The march out of the Piazza and in the city begins with the women’s groups. Reno recalls what Sandro told her about women’s rights in Italy. Italy outlawed divorce and abortions, but Reno now finds it ironic that Sandro advocated for Italian women as if he were a feminist. Reno follows these women, and before long the march grows in its aggressive nature. Windows are smashed, and goods are passed out to the people. Molotov cocktails and Moka bombs smoke up the streets and set fire to shops. Masked protestors and police begin to shoot at each other, and Gianni finds Reno in the crowd. He leads her away from the rioting and fighting, down a side street while sounds hiss and whistle around them: tear gas. Later, Reno would find out that the march included about 100,000 people. Thousands were arrested, and reports of police beatings were high. That night, Reno falls asleep on the couch in the apartment to the sounds of Bene and Gianni making love in the bedroom. The government puts a temporary ban on demonstrations, but many subversive acts are coordinated via radio stations.
A week passes, and Reno stays with the revolutionaries. No one asks her many questions, which she appreciates. She doesn’t go to Monza as she was supposed to, but no one tracks her down. She believes that none of them—including the Moto Valera team who were expecting her and Sandro—don’t care to find her. As much as Reno is still an outsider, she feels more accepted and welcomed into this community of rebels known as the Red Brigades—the same group vilified by Roberto and Sandro).

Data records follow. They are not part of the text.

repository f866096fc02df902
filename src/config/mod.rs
//! Configuración del proyecto
//!
//! Este módulo contiene la configuración de base de datos y variables de entorno.

pub mod database;
pub mod environment;

pub use environment::*;
use std::sync::Arc;

use chrono::{Duration, NaiveDate};

use crate::dto::customer_dto::CustomerForm;
use crate::models::customer::{Customer, NewCustomer};
use crate::repositories::customer_repository::CustomerStore;
use crate::utils::errors::{conflict_error, not_found_error, AppError, AppResult};
use crate::views::{notice_text, CustomerFormPage, CustomerRow, ExpiringPage, IndexPage, NavCounts};

/// Ventana de la lista de พ.ร.บ. próximos a vencer
pub const PRB_ALERT_WINDOW_DAYS: i64 = 30;
/// Ventana de la lista de seguros voluntarios próximos a vencer
pub const INS_ALERT_WINDOW_DAYS: i64 = 90;

const ADD_TITLE: &str = "เพิ่มข้อมูลลูกค้า";
const EDIT_TITLE: &str = "แก้ไขข้อมูลลูกค้า";

pub struct CustomerController {
    store: Arc<dyn CustomerStore>,
}

impl CustomerController {
    pub fn new(store: Arc<dyn CustomerStore>) -> Self {
        Self { store }
    }

    pub async fn nav_counts(&self, today: NaiveDate) -> AppResult<NavCounts> {
        let prb = self
            .store
            .prb_expiring_by(today + Duration::days(PRB_ALERT_WINDOW_DAYS))
            .await?;
        let ins = self
            .store
            .ins_expiring_by(today + Duration::days(INS_ALERT_WINDOW_DAYS))
            .await?;
        Ok(NavCounts {
            prb_alert_count: prb.len(),
            ins_alert_count: ins.len(),
        })
    }

    pub async fn index(&self, today: NaiveDate, notice: Option<&str>) -> AppResult<IndexPage> {
        let customers = self.store.list_all().await?;
        Ok(IndexPage {
            nav: self.nav_counts(today).await?,
            notice: notice.and_then(notice_text),
            customers: rows(&customers, today),
        })
    }

    pub async fn add_form(
        &self,
        today: NaiveDate,
        form: CustomerForm,
        error: Option<String>,
    ) -> AppResult<CustomerFormPage> {
        Ok(CustomerFormPage {
            nav: self.nav_counts(today).await?,
            title: ADD_TITLE,
            action: "/add".to_string(),
            form,
            error,
        })
    }

    pub async fn edit_form(
        &self,
        id: i32,
        today: NaiveDate,
        form: Option<CustomerForm>,
        error: Option<String>,
    ) -> AppResult<CustomerFormPage> {
        let form = match form {
            Some(form) => form,
            None => CustomerForm::from_customer(&self.get(id).await?),
        };
        Ok(CustomerFormPage {
            nav: self.nav_counts(today).await?,
            title: EDIT_TITLE,
            action: format!("/edit/{}", id),
            form,
            error,
        })
    }

    pub async fn get(&self, id: i32) -> AppResult<Customer> {
        self.store
            .find_by_id(id)
            .await?
            .ok_or_else(|| not_found_error("Customer", &id.to_string()))
    }

    pub async fn create(&self, form: &CustomerForm) -> AppResult<Customer> {
        let data = form.to_new_customer()?;
        self.ensure_unique(&data, None).await?;

        let customer = self.store.create(data).await?;
        log::info!("✅ Cliente {} creado ({})", customer.id, customer.name);
        Ok(customer)
    }

    pub async fn update(&self, id: i32, form: &CustomerForm) -> AppResult<Customer> {
        self.get(id).await?;
        let data = form.to_new_customer()?;
        self.ensure_unique(&data, Some(id)).await?;

        let customer = self
            .store
            .update(id, data)
            .await?
            .ok_or_else(|| not_found_error("Customer", &id.to_string()))?;
        log::info!("✏️ Cliente {} actualizado", customer.id);
        Ok(customer)
    }

    pub async fn delete(&self, id: i32) -> AppResult<()> {
        if !self.store.delete(id).await? {
            return Err(not_found_error("Customer", &id.to_string()));
        }
        log::info!("🗑️ Cliente {} eliminado", id);
        Ok(())
    }

    pub async fn expiring_prb(&self, today: NaiveDate) -> AppResult<ExpiringPage> {
        let customers = self
            .store
            .prb_expiring_by(today + Duration::days(PRB_ALERT_WINDOW_DAYS))
            .await?;
        Ok(ExpiringPage {
            nav: self.nav_counts(today).await?,
            title: "พ.ร.บ. ใกล้หมดอายุ",
            window_days: PRB_ALERT_WINDOW_DAYS,
            prb: true,
            customers: rows(&customers, today),
        })
    }

    pub async fn expiring_insurance(&self, today: NaiveDate) -> AppResult<ExpiringPage> {
        let customers = self
            .store
            .ins_expiring_by(today + Duration::days(INS_ALERT_WINDOW_DAYS))
            .await?;
        Ok(ExpiringPage {
            nav: self.nav_counts(today).await?,
            title: "ประกันภัยใกล้หมดอายุ",
            window_days: INS_ALERT_WINDOW_DAYS,
            prb: false,
            customers: rows(&customers, today),
        })
    }

    // Teléfono e identidad de LINE son únicos
    async fn ensure_unique(&self, data: &NewCustomer, current_id: Option<i32>) -> AppResult<()> {
        if let Some(other) = self.store.find_by_phone(&data.phone).await? {
            if Some(other.id) != current_id {
                return Err(conflict_error("Customer", "phone", &data.phone));
            }
        }
        if let Some(line_user_id) = data.line_user_id.as_deref() {
            if let Some(other) = self.store.find_by_line_user_id(line_user_id).await? {
                if Some(other.id) != current_id {
                    return Err(AppError::Conflict(format!(
                        "LINE user '{}' is already linked to customer {}",
                        line_user_id, other.id
                    )));
                }
            }
        }
        Ok(())
    }
}

fn rows(customers: &[Customer], today: NaiveDate) -> Vec<CustomerRow> {
    customers.iter().map(|c| CustomerRow::new(c, today)).collect()
}

#[cfg(test)]
mod tests {
    use super::*;
    use crate::repositories::customer_repository::InMemoryCustomerStore;

    fn today() -> NaiveDate {
        NaiveDate::from_ymd_opt(2024, 6, 1).unwrap()
    }

    fn controller() -> CustomerController {
        CustomerController::new(Arc::new(InMemoryCustomerStore::new()))
    }

    fn form(phone: &str, prb: &str, ins: &str) -> CustomerForm {
        CustomerForm {
            name: "Somchai".to_string(),
            phone: phone.to_string(),
            plate: "1กข 234".to_string(),
            prb_expiry: prb.to_string(),
            ins_expiry: ins.to_string(),
            ..Default::default()
        }
    }

    #[tokio::test]
    async fn test_create_rejects_duplicate_phone() {
        let c = controller();
        c.create(&form("0812345678", "", "")).await.unwrap();
        let err = c.create(&form("081-234-5678", "", "")).await.unwrap_err();
        assert!(matches!(err, AppError::Conflict(_)));
    }

    #[tokio::test]
    async fn test_update_missing_is_not_found() {
        let c = controller();
        let err = c.update(99, &form("0812345678", "", "")).await.unwrap_err();
        assert!(matches!(err, AppError::NotFound(_)));
        assert!(matches!(c.delete(99).await, Err(AppError::NotFound(_))));
        assert!(matches!(
            c.edit_form(99, today(), None, None).await,
            Err(AppError::NotFound(_))
        ));
    }

    #[tokio::test]
    async fn test_nav_counts_and_expiring_lists() {
        let c = controller();
        c.create(&form("0810000001", "2024-06-20", "")).await.unwrap();
        c.create(&form("0810000002", "2024-07-01", "2024-08-30")).await.unwrap();
        c.create(&form("0810000003", "2024-05-01", "2024-12-01")).await.unwrap();

        let nav = c.nav_counts(today()).await.unwrap();
        assert_eq!(nav.prb_alert_count, 3);
        assert_eq!(nav.ins_alert_count, 1);

        let page = c.expiring_prb(today()).await.unwrap();
        let phones: Vec<_> = page.customers.iter().map(|r| r.phone.as_str()).collect();
        assert_eq!(phones, vec!["0810000003", "0810000001", "0810000002"]);
    }

    #[tokio::test]
    async fn test_edit_preserves_id() {
        let c = controller();
        let created = c.create(&form("0812345678", "", "")).await.unwrap();
        let mut changed = form("0812345678", "2025-01-01", "");
        changed.name = "Somsak".to_string();
        let updated = c.update(created.id, &changed).await.unwrap();
        assert_eq!(updated.id, created.id);
        assert_eq!(updated.name, "Somsak");
    }
}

Didi Bombonato is set free after he announces his support of the Red Brigades. Whether he is coerced or not, Reno is unsure.
Durruti, one of the leaders who stays in the apartment, and the other boys fight for Reno’s attention. Gianni remains aloof but still inclusive. When he takes Reno for drives and errands, he tells police officers that she’s the wife of Sandro Valera, in order to get through any blockades. It becomes clear to Reno that Gianni took the groundskeeper job as a way of spying on the Valeras. He tells her that the family will pay, and Reno thinks, “But I was comforted by them. Did I want Sandro to pay? Sure I did” (593). One day, Bene comes into the kitchen with the other women and tells Reno to go into the bedroom. Reno is bewildered to find that the women have decided to turn their backs to her, and that Bene is angry with Reno for something Reno doesn’t understand. Nonetheless, Reno goes into the bedroom.
Two weeks later, Reno is back in New York City. She has been staying with Gloria and Stanley Kastle. She attends a gallery opening for John Dogg, a new and popular artist on the scene, who is now dating Nadine. Reno replaces Burdmoore in the Kastle household. They keep her in the guest bedroom and hang her photographs of the salt flats above the shelf where Burdmoore’s sculptures had been displayed. Even though Reno knows that the Kastles will remain loyal friends to Sandro, she lets them make her their new adoptee. Sandro contacts Reno and asks her to come home to him; he blames Talia for being messed-up and confused. Reno returns to Sandro’s apartment to pack her things, where she also finds the repaired Moto Valera. Ronnie tells Reno about the one-day performance Gloria put on while Reno was in Italy. It was called Alone, and in it, Gloria stood in a small booth with an opening showing her pelvis. Ronnie put his hand into the opening and fingered Gloria until she came. Gloria declares to Reno that the performance was really about the fourth wall, and that if a man did put his hand in the opening, it was the man who forced sexuality onto the performance, not her. Even so, Gloria breaks down sobbing and confesses to Reno and to her husband Stanley that she believes she’s in love with Ronnie.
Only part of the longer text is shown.